What is required: Reproduce the data below line by line, from its first line to the line with "use crate::domain::course::ui::my_courses::EnrolledCourseList;", both included, and nothing past that point.
┌─ Stored data
use contracts::domain::course::Course;
use contracts::system::auth::UserRole;
use leptos::prelude::*;
use thaw::*;

use crate::domain::course::api;
use crate::domain::course::ui::featured::FeaturedCourses;
use crate::domain::course::ui::my_courses::EnrolledCourseList;
use crate::shared::components::error_banner::ErrorBanner;
use crate::shared::components::spinner::PageSpinner;
use crate::shared::components::stat_card::StatCard;
use crate::shared::load_state::{LoadState, RequestGuard};
use crate::system::auth::context::use_auth;

const ENROLLED_PREVIEW: usize = 5;

#[derive(Debug, Clone, Copy, PartialEq, Default)]
struct TeachingSummary {
    total: usize,
    published: usize,
    students: u64,
}

fn summarize(courses: &[Course]) -> TeachingSummary {
    TeachingSummary {
        total: courses.len(),
        published: courses.iter().filter(|c| c.is_published()).count(),
        students: courses.iter().filter_map(|c| c.current_students).map(u64::from).sum(),
    }
}

#[component]
fn TeacherOverview() -> impl IntoView {
    let summary = RwSignal::new(LoadState::<TeachingSummary>::Loading);
    let loads = RequestGuard::new();
    let reload = move || {
        loads.load(summary, async {
            api::fetch_teacher_courses().await.map(|courses| summarize(&courses))
        })
    };
    reload();
    let retry = Callback::new(move |_: ()| reload());

    view! {
        <section>
            <div class="page__header">
                <h2>"Your teaching"</h2>
                <a class="button button--primary" href="/dashboard/teacher/courses/new">"Create course"</a>
            </div>
            {move || match summary.get() {
                LoadState::Loading => view! { <PageSpinner /> }.into_any(),
                LoadState::Failed(message) => view! {
                    <ErrorBanner
                        title="Couldn't load your courses"
                        message=Signal::derive(move || message.clone())
                        on_retry=retry
                    />
                }.into_any(),
                LoadState::Ready(s) => view! {
                    <Flex gap=FlexGap::Medium>
                        <StatCard label="Courses" icon_name="courses" value={s.total as u64} />
                        <StatCard label="Published" icon_name="dashboard" value={s.published as u64} />
                        <StatCard label="Students" icon_name="users" value=s.students />
                    </Flex>
                    <a href="/dashboard/teacher/courses">"Manage your courses"</a>
                }.into_any(),
            }}
        </section>
    }
}

#[component]
fn StudentOverview() -> impl IntoView {
    view! {
        <section>
            <div class="page__header">
                <h2>"Continue learning"</h2>
                <a href="/dashboard/my-courses">"View all"</a>
            </div>
            <EnrolledCourseList limit=ENROLLED_PREVIEW />
        </section>
        <FeaturedCourses />
    }
}

/// `/dashboard`: overview for whichever kind of account is signed in.
#[component]
pub fn DashboardPage() -> impl IntoView {
    let session = use_auth();
    let greeting = move || {
        session.with(|s| {
            s.user()
                .map(|u| format!("Welcome back, {}!", u.display_name()))
                .unwrap_or_else(|| "Welcome back!".to_string())
        })
    };
    let role = Memo::new(move |_| session.with(|s| s.role()));

    view! {
        <div class="page">
            <h1>{greeting}</h1>
            {move || match role.get() {
                UserRole::Teacher => view! { <TeacherOverview /> }.into_any(),
                UserRole::Student => view! { <StudentOverview /> }.into_any(),
                UserRole::None => view! {
                    <p class="text-muted">"Your account has no role yet. Browse the catalogue in the meantime."</p>
                    <a class="button button--primary" href="/courses">"Browse courses"</a>
                }.into_any(),
            }}
        </div>
    }
}

#[cfg(test)]
mod tests {
    use super::*;

    #[test]
    fn test_summarize() {
        let courses: Vec<Course> = serde_json::from_value(serde_json::json!([
            { "id": 1, "status": "published", "current_students": 12 },
            { "id": 2, "status": "draft", "current_students": 3 },
            { "id": 3, "status": "published" }
        ]))
        .unwrap();
        assert_eq!(
            summarize(&courses),
            TeachingSummary { total: 3, published: 2, students: 15 }
        );
        assert_eq!(summarize(&[]), TeachingSummary::default());
    }

    #[test]
    fn test_summarize_student_total_exceeds_u32() {
        let courses: Vec<Course> = serde_json::from_value(serde_json::json!([
            { "id": 1, "status": "published", "current_students": 4294967295u32 },
            { "id": 2, "status": "published", "current_students": 4294967295u32 }
        ]))
        .unwrap();
        assert_eq!(summarize(&courses).students, 8_589_934_590);
    }
}
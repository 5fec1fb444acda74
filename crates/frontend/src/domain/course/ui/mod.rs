pub mod catalog;
pub mod details;
pub mod featured;
pub mod form;
pub mod learn;
pub mod lessons;
pub mod my_courses;
pub mod reviews;
pub mod teacher_list;
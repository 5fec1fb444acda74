use contracts::shared::api_error::{describe_login_error, NO_RESPONSE_MESSAGE};
use contracts::system::auth::profile::{
    DeleteAccountRequest, MessageResponse, PasswordChangeRequest, ProfileUpdate, UserProfile,
};
use contracts::system::auth::{
    AuthResponse, LoginRequest, RefreshRequest, RefreshResponse, RegisterRequest, UserInfo,
    VerifyResponse,
};
use gloo_net::http::Request;
use web_sys::File;

use crate::shared::api_utils::{
    api_url, delete_json, get_json, patch_form, patch_json, post_json, post_json_discard, Upload,
};

/// Login with email and password
pub async fn login(email: String, password: String) -> Result<AuthResponse, String> {
    let request = LoginRequest { email, password };

    let response = Request::post(&api_url("/auth/login/"))
        .json(&request)
        .map_err(|e| format!("Failed to serialize request: {}", e))?
        .send()
        .await
        .map_err(|e| {
            log::error!("login request failed: {}", e);
            NO_RESPONSE_MESSAGE.to_string()
        })?;

    if !response.ok() {
        let status = response.status();
        let text = response.text().await.unwrap_or_default();
        return Err(describe_login_error(status, &text));
    }

    response
        .json::<AuthResponse>()
        .await
        .map_err(|e| format!("Failed to parse response: {}", e))
}

/// Create an account; the answer carries tokens like login
pub async fn register(request: &RegisterRequest) -> Result<AuthResponse, String> {
    post_json("/auth/register/", request).await
}

/// Exchange the refresh token for a new access token
pub async fn refresh_token(refresh: String) -> Result<RefreshResponse, String> {
    post_json("/auth/token/refresh/", &RefreshRequest { refresh }).await
}

/// Blacklist the refresh token server-side
pub async fn logout(refresh: String) -> Result<(), String> {
    post_json_discard("/auth/logout/", &RefreshRequest { refresh }).await
}

/// Check the stored access token and get the current user
pub async fn verify_token() -> Result<UserInfo, String> {
    get_json::<VerifyResponse>("/auth/verify-token/")
        .await
        .map(|body| body.user)
}

pub async fn fetch_profile() -> Result<UserProfile, String> {
    get_json("/auth/profile/").await
}

/// Partial profile update; multipart when a new picture is attached.
pub async fn update_profile(update: &ProfileUpdate, picture: Option<File>) -> Result<UserProfile, String> {
    match picture {
        Some(file) => {
            let upload = Upload { field: "profile_picture", file: &file };
            patch_form("/auth/profile/", &update.form_fields(), Some(upload)).await
        }
        None => patch_json("/auth/profile/", update).await,
    }
}

pub async fn change_password(request: &PasswordChangeRequest) -> Result<MessageResponse, String> {
    post_json("/auth/change-password/", request).await
}

pub async fn delete_account(request: &DeleteAccountRequest) -> Result<(), String> {
    delete_json("/auth/account/", request).await
}
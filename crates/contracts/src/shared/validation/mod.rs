//! Client-side form validation.
//!
//! [`form`] is the declarative engine used by every form. [`rules`] holds the
//! reusable field checks (email, password strength). [`registration`] is the
//! narrower sign-up validator with the cross-field password confirmation.

pub mod form;
pub mod registration;
pub mod rules;

pub use form::{validate, FieldRule, FieldRuleSet, FormValues, ValidationResult};
//! Dashboard navigation, by account kind.

use contracts::system::auth::UserRole;
use leptos::prelude::*;
use leptos_router::hooks::use_location;

use crate::shared::icons::icon;
use crate::system::auth::context::use_auth;

#[derive(Clone, Debug, PartialEq)]
struct MenuItem {
    path: &'static str,
    label: &'static str,
    icon: &'static str,
}

fn menu_for(role: UserRole) -> Vec<MenuItem> {
    let mut items = vec![MenuItem {
        path: "/dashboard",
        label: "Overview",
        icon: "dashboard",
    }];
    match role {
        UserRole::Student => items.push(MenuItem {
            path: "/dashboard/my-courses",
            label: "My Courses",
            icon: "courses",
        }),
        UserRole::Teacher => items.extend([
            MenuItem {
                path: "/dashboard/teacher/courses",
                label: "My Courses",
                icon: "courses",
            },
            MenuItem {
                path: "/dashboard/teacher/courses/new",
                label: "Create Course",
                icon: "plus",
            },
        ]),
        UserRole::None => {}
    }
    items.push(MenuItem {
        path: "/courses",
        label: "Browse Catalogue",
        icon: "search",
    });
    items.push(MenuItem {
        path: "/dashboard/profile",
        label: "Profile & Settings",
        icon: "user",
    });
    items
}

#[component]
pub fn Sidebar() -> impl IntoView {
    let session = use_auth();
    let location = use_location();

    view! {
        <aside class="sidebar">
            <nav>
                {move || {
                    let current = location.pathname.get();
                    menu_for(session.with(|s| s.role()))
                        .into_iter()
                        .map(|item| {
                            let active = current == item.path;
                            view! {
                                <a class="sidebar__item" class:sidebar__item--active=active href=item.path>
                                    {icon(item.icon)}
                                    <span>{item.label}</span>
                                </a>
                            }
                        })
                        .collect_view()
                }}
            </nav>
        </aside>
    }
}

#[cfg(test)]
mod tests {
    use super::*;

    fn paths(role: UserRole) -> Vec<&'static str> {
        menu_for(role).into_iter().map(|i| i.path).collect()
    }

    #[test]
    fn test_student_menu() {
        assert_eq!(
            paths(UserRole::Student),
            vec!["/dashboard", "/dashboard/my-courses", "/courses", "/dashboard/profile"]
        );
    }

    #[test]
    fn test_teacher_menu() {
        let teacher = paths(UserRole::Teacher);
        assert!(teacher.contains(&"/dashboard/teacher/courses"));
        assert!(!teacher.contains(&"/dashboard/my-courses"));
        assert!(teacher.contains(&"/dashboard/profile"));
    }
}
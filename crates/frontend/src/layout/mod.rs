pub mod sidebar;
pub mod top_header;

use leptos::prelude::*;
use leptos_router::components::Outlet;

use sidebar::Sidebar;
use top_header::TopHeader;

/// Public pages: top bar over the routed page.
#[component]
pub fn Shell() -> impl IntoView {
    view! {
        <div class="app-layout">
            <TopHeader />
            <main class="app-main">
                <Outlet />
            </main>
        </div>
    }
}

/// Signed-in area.
///
/// ```text
/// +------------------------------------------+
/// |              TopHeader                   |
/// +------------------------------------------+
/// |  Sidebar  |           Content            |
/// +------------------------------------------+
/// ```
#[component]
pub fn DashboardShell() -> impl IntoView {
    view! {
        <div class="app-layout">
            <TopHeader />
            <div class="app-body">
                <Sidebar />
                <main class="app-main">
                    <Outlet />
                </main>
            </div>
        </div>
    }
}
└─
Answer space:
use contracts::domain::course::Course;
use contracts::system::auth::UserRole;
use leptos::prelude::*;
use thaw::*;

use crate::domain::course::api;
use crate::domain::course::ui::featured::FeaturedCourses;
use crate::domain::course::ui::my_courses::EnrolledCourseList;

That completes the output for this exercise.